To check for unit roots in the panel, we employ the Augmented Dickey Fuller test for each individual series. For individual series, which show the presence of a unit root, we take the first difference of the variables and check again for unit roots. In case the series is stationary, we take the first difference of the variable in the regression. If, the series still has a unit root, we take the second difference and check for unit roots, till the series is stationary. Variables that have a unit root are summarized in Appendix 1. We use panel regression (Fixed effects) to estimate our model.
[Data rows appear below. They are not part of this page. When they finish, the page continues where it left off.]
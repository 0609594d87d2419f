// Library module for ghostsweep
// Re-exports modules for use in integration tests and external crates

pub mod cancel;
pub mod delete;
pub mod error;
pub mod events;
pub mod matcher;
pub mod path_utils;
pub mod rules;
pub mod scan;

// Re-export commonly used types for convenience
pub use cancel::CancelToken;
pub use delete::{DeleteEntry, DeleteOutcome, DeleteResult, DeleteTarget, DeleteWorker};
pub use error::GhostError;
pub use events::{DeleteEvent, RunStatus, ScanEvent};
pub use matcher::{MatchDecision, MatchEngine, MatchResult};
pub use rules::{parse_filter_file, parse_filter_text, Rule, RuleAction, RuleSet};
pub use scan::{ScanPayload, ScanStats, ScanWorker};
//! Shared helpers for the integration tests.

use async_trait::async_trait;
use axum::{
    Router,
    body::Body,
    extract::ConnectInfo,
    http::{Request, Response},
};
use std::net::SocketAddr;
use std::sync::Arc;
use std::sync::atomic::{AtomicU32, Ordering};
use std::time::Duration;
use tower::ServiceExt;

use humanivio_api::rate_limit::InMemoryQuota;
use humanivio_api::state::AppState;
use humanivio_api::upstream::{Rewriter, UpstreamError};

/// Canned rewriter standing in for the completion service.
pub struct StubRewriter {
    reply: Result<String, UpstreamError>,
    pub calls: AtomicU32,
}

impl StubRewriter {
    pub fn replying(text: &str) -> Self {
        Self {
            reply: Ok(text.to_string()),
            calls: AtomicU32::new(0),
        }
    }

    pub fn failing(err: UpstreamError) -> Self {
        Self {
            reply: Err(err),
            calls: AtomicU32::new(0),
        }
    }
}

#[async_trait]
impl Rewriter for StubRewriter {
    async fn rewrite(&self, _text: &str) -> Result<String, UpstreamError> {
        self.calls.fetch_add(1, Ordering::SeqCst);
        self.reply.clone()
    }
}

pub fn build_app(capacity: u32, rewriter: Arc<StubRewriter>) -> Router {
    let quota = Arc::new(InMemoryQuota::new(capacity, Duration::from_secs(24 * 60 * 60)));
    humanivio_api::app(Arc::new(AppState::new(quota, rewriter)))
}

/// POST a JSON body to /api/humanize as if it came from `ip`.
pub fn humanize_request(ip: [u8; 4], body: &str) -> Request<Body> {
    let mut req = Request::builder()
        .method("POST")
        .uri("/api/humanize")
        .header("content-type", "application/json")
        .body(Body::from(body.to_string()))
        .unwrap();
    req.extensions_mut().insert(ConnectInfo(SocketAddr::from((ip, 40000))));
    req
}

pub async fn send(app: &Router, req: Request<Body>) -> (u16, serde_json::Value) {
    let resp: Response<Body> = app.clone().oneshot(req).await.unwrap();
    let status = resp.status().as_u16();
    let bytes = axum::body::to_bytes(resp.into_body(), usize::MAX).await.unwrap();
    let json = serde_json::from_slice(&bytes).unwrap_or(serde_json::Value::Null);
    (status, json)
}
Generally, in panel regression, if the time component does not excessively exceed the cross-section component, fixed effects should suffice. Autocorrelation and heteroscedasticity are two problems that occur in panel regression. To control for both, we estimate the equation using robust standard error estimates which controls for cross-section heteroscedasticity and

correlation within a cluster.

The descriptive statistics for the explanatory variables of disaggregate flows is the same as that for aggregate flows. The descriptive statistics for the dependent variables is presented below –

Table 4 – Disaggregate gross capital inflows (Dependant Variables)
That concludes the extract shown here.